(Records contained in a dataset)
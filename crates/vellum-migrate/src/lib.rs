//! HTML-to-Markdown import for vellum.
//!
//! Converts an exported HTML site (one directory per post, each holding an
//! `index.html`) into Markdown files with YAML frontmatter. Title, date, and
//! excerpt are recovered with CSS selector heuristics; the post body is
//! converted to Markdown element by element.

pub mod convert;
pub mod extract;
pub mod migrator;

pub use convert::{to_markdown, ConvertOptions};
pub use extract::{extract, ExtractError, Extracted};
pub use migrator::{migrate_dir, MigrateError, MigrateOptions, MigrateReport};
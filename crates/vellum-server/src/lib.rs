//! Development server with live reload for vellum sites.
//!
//! Watches the content directory, rebuilds the site on change, and tells
//! connected browsers to reload over a WebSocket.

pub mod server;
pub mod watcher;
pub mod websocket;

pub use server::{DevServer, DevServerConfig, ServerError};
pub use watcher::{FileWatcher, WatchEvent};
pub use websocket::{ReloadHub, ReloadMessage};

# [EXERCISE INSTRUCTIONS]
Repeat exactly the lines above, starting with the first line of the records and finishing with the line holding "filename crates/vellum-server/src/lib.rs". Add no other line.

# [RESULT FOR THIS TASK]
filename crates/vellum-migrate/src/lib.rs
//! HTML-to-Markdown import for vellum.
//!
//! Converts an exported HTML site (one directory per post, each holding an
//! `index.html`) into Markdown files with YAML frontmatter. Title, date, and
//! excerpt are recovered with CSS selector heuristics; the post body is
//! converted to Markdown element by element.

pub mod convert;
pub mod extract;
pub mod migrator;

pub use convert::{to_markdown, ConvertOptions};
pub use extract::{extract, ExtractError, Extracted};
pub use migrator::{migrate_dir, MigrateError, MigrateOptions, MigrateReport};
filename crates/vellum-server/src/lib.rs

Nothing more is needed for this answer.